By comparison, a funeral and burial in the Bay Area typically cost between $15,000 and $20,000, though skeptics noted that many bereaved families simply scatter the remains of their loved ones for free in public parks (which is technically illegal).
“Cemeteries are really expensive and really terrible, and basically I just knew there had to be something better,” Sandy Gibson, the chief executive of Better Place, told the New York Times. “We’re trying to redesign the entire end-of-life experience.”
CVS transforms, Walgreens stays the course
CVS has generated plenty of recent headlines for its attempts to rethink its business model amid declining retail sales, from its plans to open up 1,500 primary care HealthHUBs by 2021 amid concern about its earnings to ongoing uncertainty surrounding a federal judge’s review of its 2017 merger with Aetna.

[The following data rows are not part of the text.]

//! Client for the event server.

use std::fmt;
use std::sync::Arc;

use crate::error::Error;
use crate::time::{Clock, Sleeper, SystemClock, TokioSleeper};
use crate::transport::{AsyncResponse, Connection, HttpClient, ReqwestClient, Request, Response};

use super::body::{
    DELETE_EVENT, EventBody, ITEM_ENTITY, SET_EVENT, UNSET_EVENT, USER_ENTITY, targeting_item,
};
use super::{EventOptions, EventQuery};

/// Query parameter carrying the access key.
const ACCESS_KEY_PARAM: &str = "accessKey";

/// Records events with, and reads them back from, an event server.
///
/// Every operation has a blocking form and an `a`-prefixed form that
/// returns an [`AsyncResponse`]. Argument errors are reported by both
/// before anything is sent.
///
/// # Example
///
/// ```no_run
/// use predictionio::{EventClient, EventOptions};
///
/// # fn example() -> Result<(), predictionio::Error> {
/// let client = EventClient::new("ACCESS_KEY", "http://localhost:7070")?;
///
/// client.set_user("u1", &EventOptions::new().with_property("age", 28))?;
/// client.record_user_action_on_item("view", "u1", "i1", &EventOptions::new())?;
///
/// let pending = client.aset_item("i1", &EventOptions::new().with_property("category", "books"))?;
/// let response = pending.wait()?;
/// assert!(response.is_success());
/// # Ok(())
/// # }
/// ```
pub struct EventClient<H = ReqwestClient, S = TokioSleeper> {
    access_key: Arc<str>,
    connection: Connection<H, S>,
    clock: Arc<dyn Clock>,
}

impl<H, S> Clone for EventClient<H, S> {
    fn clone(&self) -> Self {
        Self {
            access_key: Arc::clone(&self.access_key),
            connection: self.connection.clone(),
            clock: Arc::clone(&self.clock),
        }
    }
}

impl<H, S> fmt::Debug for EventClient<H, S> {
    fn fmt(&self, f: &mut fmt::Formatter<'_>) -> fmt::Result {
        f.debug_struct("EventClient")
            .field("base_url", &self.connection.base_url().as_str())
            .finish_non_exhaustive()
    }
}

impl EventClient<ReqwestClient, TokioSleeper> {
    /// Creates a client for the event server at `url`.
    ///
    /// # Errors
    ///
    /// Returns [`Error::Transport`] for an invalid URL and
    /// [`Error::Runtime`] if the connection's runtime cannot be started.
    pub fn new(access_key: impl Into<String>, url: &str) -> Result<Self, Error> {
        Ok(Self::from_connection(access_key, Connection::connect(url)?))
    }
}

impl<H, S> EventClient<H, S> {
    /// Creates a client over an existing connection.
    #[must_use]
    pub fn from_connection(access_key: impl Into<String>, connection: Connection<H, S>) -> Self {
        Self {
            access_key: Arc::from(access_key.into()),
            connection,
            clock: Arc::new(SystemClock),
        }
    }

    /// Replaces the clock that stamps events without an explicit time.
    #[must_use]
    pub fn with_clock(mut self, clock: impl Clock + 'static) -> Self {
        self.clock = Arc::new(clock);
        self
    }

    /// The access key sent with every event request.
    #[must_use]
    pub fn access_key(&self) -> &str {
        &self.access_key
    }

    /// The connection requests are sent through.
    #[must_use]
    pub const fn connection(&self) -> &Connection<H, S> {
        &self.connection
    }

    /// `GET /`.
    #[must_use]
    pub fn status_request(&self) -> Request {
        Request::get("/")
    }

    /// `POST /events.json` carrying the event body.
    ///
    /// # Errors
    ///
    /// Returns [`Error::InvalidArgument`] for an invalid `$unset` event and
    /// [`Error::Serialize`] if the body cannot be encoded.
    pub fn create_event_request(
        &self,
        event: &str,
        entity_type: &str,
        entity_id: &str,
        options: &EventOptions,
    ) -> Result<Request, Error> {
        let body = EventBody::new(event, entity_type, entity_id, options, self.clock.as_ref())?;

        Ok(Request::post("/events.json")
            .with_param(ACCESS_KEY_PARAM, &*self.access_key)
            .with_body(body.to_json()?.into_bytes()))
    }

    /// `DELETE /events/<event_id>.json`.
    #[must_use]
    pub fn delete_event_request(&self, event_id: &str) -> Request {
        Request::delete(format!("/events/{event_id}.json"))
            .with_param(ACCESS_KEY_PARAM, &*self.access_key)
    }

    /// `GET /events/<event_id>.json`.
    #[must_use]
    pub fn get_event_request(&self, event_id: &str) -> Request {
        Request::get(format!("/events/{event_id}.json"))
            .with_param(ACCESS_KEY_PARAM, &*self.access_key)
    }

    /// `GET /events.json` with the query's filters.
    #[must_use]
    pub fn find_events_request(&self, query: &EventQuery) -> Request {
        Request::get("/events.json")
            .with_param(ACCESS_KEY_PARAM, &*self.access_key)
            .with_params(query.to_params())
    }
}

impl<H, S> EventClient<H, S>
where
    H: HttpClient + 'static,
    S: Sleeper + 'static,
{
    /// Fetches the server status.
    ///
    /// # Errors
    ///
    /// Transport errors from [`Connection::send`].
    pub fn get_status(&self) -> Result<Response, Error> {
        self.connection.get(self.status_request())
    }

    /// Async form of [`get_status`](Self::get_status).
    #[must_use = "the response is only observable through the returned handle"]
    pub fn aget_status(&self) -> AsyncResponse {
        self.connection.aget(self.status_request())
    }

    /// Creates an event and checks that the server accepted it.
    ///
    /// # Errors
    ///
    /// - [`Error::InvalidArgument`] for an invalid `$unset` event
    /// - [`Error::NotCreated`] when the server answers with a non-success status
    /// - transport errors from [`Connection::send`]
    pub fn create_event(
        &self,
        event: &str,
        entity_type: &str,
        entity_id: &str,
        options: &EventOptions,
    ) -> Result<Response, Error> {
        let request = self.create_event_request(event, entity_type, entity_id, options)?;
        ensure_created(self.connection.post(request)?)
    }

    /// Starts creating an event. The status is left for the caller to check,
    /// e.g. with [`wait_created`](Self::wait_created).
    ///
    /// # Errors
    ///
    /// Same argument errors as [`create_event`](Self::create_event).
    pub fn acreate_event(
        &self,
        event: &str,
        entity_type: &str,
        entity_id: &str,
        options: &EventOptions,
    ) -> Result<AsyncResponse, Error> {
        let request = self.create_event_request(event, entity_type, entity_id, options)?;
        Ok(self.connection.apost(request))
    }

    /// Waits for a pending create and applies the same success check as
    /// [`create_event`](Self::create_event).
    ///
    /// # Errors
    ///
    /// [`Error::NotCreated`] or whatever the request failed with.
    pub fn wait_created(&self, pending: AsyncResponse) -> Result<Response, Error> {
        ensure_created(pending.wait()?)
    }

    /// Deletes an event by id.
    ///
    /// # Errors
    ///
    /// Transport errors from [`Connection::send`].
    pub fn delete_event(&self, event_id: &str) -> Result<Response, Error> {
        self.connection.delete(self.delete_event_request(event_id))
    }

    /// Async form of [`delete_event`](Self::delete_event).
    #[must_use = "the response is only observable through the returned handle"]
    pub fn adelete_event(&self, event_id: &str) -> AsyncResponse {
        self.connection.adelete(self.delete_event_request(event_id))
    }

    /// Fetches an event by id.
    ///
    /// # Errors
    ///
    /// Transport errors from [`Connection::send`].
    pub fn get_event(&self, event_id: &str) -> Result<Response, Error> {
        self.connection.get(self.get_event_request(event_id))
    }

    /// Async form of [`get_event`](Self::get_event).
    #[must_use = "the response is only observable through the returned handle"]
    pub fn aget_event(&self, event_id: &str) -> AsyncResponse {
        self.connection.aget(self.get_event_request(event_id))
    }

    /// Lists events matching `query`.
    ///
    /// # Errors
    ///
    /// Transport errors from [`Connection::send`].
    pub fn find_events(&self, query: &EventQuery) -> Result<Response, Error> {
        self.connection.get(self.find_events_request(query))
    }

    /// Async form of [`find_events`](Self::find_events).
    #[must_use = "the response is only observable through the returned handle"]
    pub fn afind_events(&self, query: &EventQuery) -> AsyncResponse {
        self.connection.aget(self.find_events_request(query))
    }

    /// Sets properties of a user (`$set`).
    ///
    /// # Errors
    ///
    /// Same as [`create_event`](Self::create_event).
    pub fn set_user(&self, uid: &str, options: &EventOptions) -> Result<Response, Error> {
        self.create_event(SET_EVENT, USER_ENTITY, uid, options)
    }

    /// Async form of [`set_user`](Self::set_user).
    ///
    /// # Errors
    ///
    /// Same as [`acreate_event`](Self::acreate_event).
    pub fn aset_user(&self, uid: &str, options: &EventOptions) -> Result<AsyncResponse, Error> {
        self.acreate_event(SET_EVENT, USER_ENTITY, uid, options)
    }

    /// Removes properties of a user (`$unset`).
    ///
    /// # Errors
    ///
    /// [`Error::InvalidArgument`] if `options.properties` is absent or
    /// empty, otherwise same as [`create_event`](Self::create_event).
    pub fn unset_user(&self, uid: &str, options: &EventOptions) -> Result<Response, Error> {
        self.create_event(UNSET_EVENT, USER_ENTITY, uid, options)
    }

    /// Async form of [`unset_user`](Self::unset_user).
    ///
    /// # Errors
    ///
    /// Same as [`unset_user`](Self::unset_user), minus the status check.
    pub fn aunset_user(&self, uid: &str, options: &EventOptions) -> Result<AsyncResponse, Error> {
        self.acreate_event(UNSET_EVENT, USER_ENTITY, uid, options)
    }

    /// Deletes a user (`$delete`).
    ///
    /// # Errors
    ///
    /// Same as [`create_event`](Self::create_event).
    pub fn delete_user(&self, uid: &str) -> Result<Response, Error> {
        self.create_event(DELETE_EVENT, USER_ENTITY, uid, &EventOptions::default())
    }

    /// Async form of [`delete_user`](Self::delete_user).
    ///
    /// # Errors
    ///
    /// Same as [`acreate_event`](Self::acreate_event).
    pub fn adelete_user(&self, uid: &str) -> Result<AsyncResponse, Error> {
        self.acreate_event(DELETE_EVENT, USER_ENTITY, uid, &EventOptions::default())
    }

    /// Sets properties of an item (`$set`).
    ///
    /// # Errors
    ///
    /// Same as [`create_event`](Self::create_event).
    pub fn set_item(&self, iid: &str, options: &EventOptions) -> Result<Response, Error> {
        self.create_event(SET_EVENT, ITEM_ENTITY, iid, options)
    }

    /// Async form of [`set_item`](Self::set_item).
    ///
    /// # Errors
    ///
    /// Same as [`acreate_event`](Self::acreate_event).
    pub fn aset_item(&self, iid: &str, options: &EventOptions) -> Result<AsyncResponse, Error> {
        self.acreate_event(SET_EVENT, ITEM_ENTITY, iid, options)
    }

    /// Removes properties of an item (`$unset`).
    ///
    /// # Errors
    ///
    /// [`Error::InvalidArgument`] if `options.properties` is absent or
    /// empty, otherwise same as [`create_event`](Self::create_event).
    pub fn unset_item(&self, iid: &str, options: &EventOptions) -> Result<Response, Error> {
        self.create_event(UNSET_EVENT, ITEM_ENTITY, iid, options)
    }

    /// Async form of [`unset_item`](Self::unset_item).
    ///
    /// # Errors
    ///
    /// Same as [`unset_item`](Self::unset_item), minus the status check.
    pub fn aunset_item(&self, iid: &str, options: &EventOptions) -> Result<AsyncResponse, Error> {
        self.acreate_event(UNSET_EVENT, ITEM_ENTITY, iid, options)
    }

    /// Deletes an item (`$delete`).
    ///
    /// # Errors
    ///
    /// Same as [`create_event`](Self::create_event).
    pub fn delete_item(&self, iid: &str) -> Result<Response, Error> {
        self.create_event(DELETE_EVENT, ITEM_ENTITY, iid, &EventOptions::default())
    }

    /// Async form of [`delete_item`](Self::delete_item).
    ///
    /// # Errors
    ///
    /// Same as [`acreate_event`](Self::acreate_event).
    pub fn adelete_item(&self, iid: &str) -> Result<AsyncResponse, Error> {
        self.acreate_event(DELETE_EVENT, ITEM_ENTITY, iid, &EventOptions::default())
    }

    /// Records that user `uid` performed `action` on item `iid`.
    ///
    /// Any target entity in `options` is replaced by the item.
    ///
    /// # Errors
    ///
    /// Same as [`create_event`](Self::create_event).
    pub fn record_user_action_on_item(
        &self,
        action: &str,
        uid: &str,
        iid: &str,
        options: &EventOptions,
    ) -> Result<Response, Error> {
        self.create_event(action, USER_ENTITY, uid, &targeting_item(options, iid))
    }

    /// Async form of [`record_user_action_on_item`](Self::record_user_action_on_item).
    ///
    /// # Errors
    ///
    /// Same as [`acreate_event`](Self::acreate_event).
    pub fn arecord_user_action_on_item(
        &self,
        action: &str,
        uid: &str,
        iid: &str,
        options: &EventOptions,
    ) -> Result<AsyncResponse, Error> {
        self.acreate_event(action, USER_ENTITY, uid, &targeting_item(options, iid))
    }
}

fn ensure_created(response: Response) -> Result<Response, Error> {
    if response.is_success() {
        Ok(response)
    } else {
        Err(Error::NotCreated {
            status: response.status,
            message: response.error_message(),
        })
    }
}
//! Resolved HTTP request/response types and the client trait.

use serde::de::DeserializeOwned;

use super::HttpError;

/// A fully resolved HTTP request, ready for an [`HttpClient`].
///
/// Produced by [`Request::resolve`](super::Request::resolve) once the
/// connection's base URL and query parameters have been applied. Uses the
/// `http` crate types for method and headers.
#[derive(Debug, Clone)]
pub struct HttpRequest {
    /// HTTP method (GET, POST, DELETE)
    pub method: http::Method,
    /// Absolute target URL, query string included
    pub url: url::Url,
    /// HTTP headers to send
    pub headers: http::HeaderMap,
    /// Optional request body
    pub body: Option<Vec<u8>>,
}

impl HttpRequest {
    /// Creates a new HTTP request with the given method and URL.
    ///
    /// Headers are initialized to an empty map and body is `None`.
    #[must_use]
    pub fn new(method: http::Method, url: url::Url) -> Self {
        Self {
            method,
            url,
            headers: http::HeaderMap::new(),
            body: None,
        }
    }

    /// Sets the request body.
    #[must_use]
    pub fn with_body(mut self, body: Vec<u8>) -> Self {
        self.body = Some(body);
        self
    }

    /// Adds a header to the request.
    ///
    /// If the header name already exists, the value is appended.
    #[must_use]
    pub fn with_header(mut self, name: http::HeaderName, value: http::HeaderValue) -> Self {
        self.headers.append(name, value);
        self
    }
}

/// An HTTP response received from the prediction service.
///
/// Any status code is a valid `Response`; callers inspect
/// [`status`](Self::status) to tell application errors apart.
/// The body is fully buffered into memory.
#[derive(Debug, Clone, PartialEq, Eq)]
pub struct Response {
    /// HTTP status code
    pub status: http::StatusCode,
    /// Response headers
    pub headers: http::HeaderMap,
    /// Response body (fully buffered)
    pub body: Vec<u8>,
}

impl Response {
    /// Creates a new response.
    #[must_use]
    pub const fn new(status: http::StatusCode, headers: http::HeaderMap, body: Vec<u8>) -> Self {
        Self {
            status,
            headers,
            body,
        }
    }

    /// Returns true if the status code indicates success (2xx).
    #[must_use]
    pub fn is_success(&self) -> bool {
        self.status.is_success()
    }

    /// Returns the body as a UTF-8 string, if valid.
    #[must_use]
    pub fn body_text(&self) -> Option<&str> {
        std::str::from_utf8(&self.body).ok()
    }

    /// Decodes the body as JSON.
    ///
    /// # Errors
    ///
    /// Returns the `serde_json` error if the body is not valid JSON for `T`.
    pub fn json<T: DeserializeOwned>(&self) -> Result<T, serde_json::Error> {
        serde_json::from_slice(&self.body)
    }

    /// A human-readable explanation of a failed response.
    ///
    /// Prefers the server's `message` field, then the raw body, then the
    /// canonical reason phrase of the status code.
    #[must_use]
    pub fn error_message(&self) -> String {
        if let Ok(value) = self.json::<serde_json::Value>() {
            if let Some(message) = value.get("message").and_then(serde_json::Value::as_str) {
                return message.to_string();
            }
        }

        match self.body_text() {
            Some(text) if !text.trim().is_empty() => text.trim().to_string(),
            _ => self
                .status
                .canonical_reason()
                .unwrap_or("unknown status")
                .to_string(),
        }
    }
}

/// Trait for making HTTP requests.
///
/// Abstracts the HTTP implementation so the connection can be driven by a
/// scripted client in tests, or by another HTTP library in production.
///
/// # Example
///
/// ```ignore
/// use predictionio::transport::{HttpClient, HttpError, HttpRequest, Response};
///
/// struct CannedClient {
///     response: Response,
/// }
///
/// impl HttpClient for CannedClient {
///     async fn request(&self, _req: HttpRequest) -> Result<Response, HttpError> {
///         Ok(self.response.clone())
///     }
/// }
/// ```
pub trait HttpClient: Send + Sync {
    /// Sends an HTTP request and returns the response.
    ///
    /// # Errors
    ///
    /// Returns [`HttpError`] when:
    /// - Network connection fails ([`HttpError::Connection`])
    /// - Request times out ([`HttpError::Timeout`])
    /// - URL is invalid ([`HttpError::InvalidUrl`])
    fn request(
        &self,
        req: HttpRequest,
    ) -> impl std::future::Future<Output = Result<Response, HttpError>> + Send;
}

Its chief competitor, Walgreens Boots Alliance, is facing a similarly uncertain outlook, illustrated by a 14 percent drop in first-quarter net income and a 23 percent decrease in its share price in 2019 to date. But unlike CVS, Walgreens is sticking with a retail-centric approach in the face of threats ranging from Amazon’s online pharmacy PillPack to the potential impact of Brexit on the 2,500 stores the company operates in the United Kingdom. Walgreens has no known plans afoot to partner with insurers beyond its exclusive pharmacy arrangements, or to transform its stores into primary care operations.
"CVS is becoming more integrated," Bloomberg Intelligence analyst Jonathan Palmer recently told Modern Healthcare. "Walgreens has doubled down on retail."
Google takes on the opioid crisis
Google parent company Alphabet, Inc. recently opened OneFifteen, a new tech-enabled addiction treatment center in Dayton, Ohio, one of the epicenters of the national opioid addiction crisis. The clinic, which is partnering with local healthcare systems Premier Health, Kettering Health Network and Samaritan Behavioral Health, will offer inpatient and outpatient care and community-based services. Alphabet subsidiary Verily will use data analytics to monitor patients’ recovery journeys. The clinic is named for the 115 people who died of opioid overdoses each day in 2017.
Innovation at a glance
- Uber Health is partnering with Carisk, a firm specializing in risk transfer and care coordination, to provide transportation for injured workers and ambulatory patients.
- The American Medical Association is adopting recommendations for engaging physicians in artificial intelligence initiatives.
- The exit of high-cost clinicians from Medicare’s shared savings ACO program may be responsible for most of the predicted savings, according to a new study in the Annals of Internal Medicine. The study found no improvements in cost or quality after the departure of high-cost clinicians was accounted for.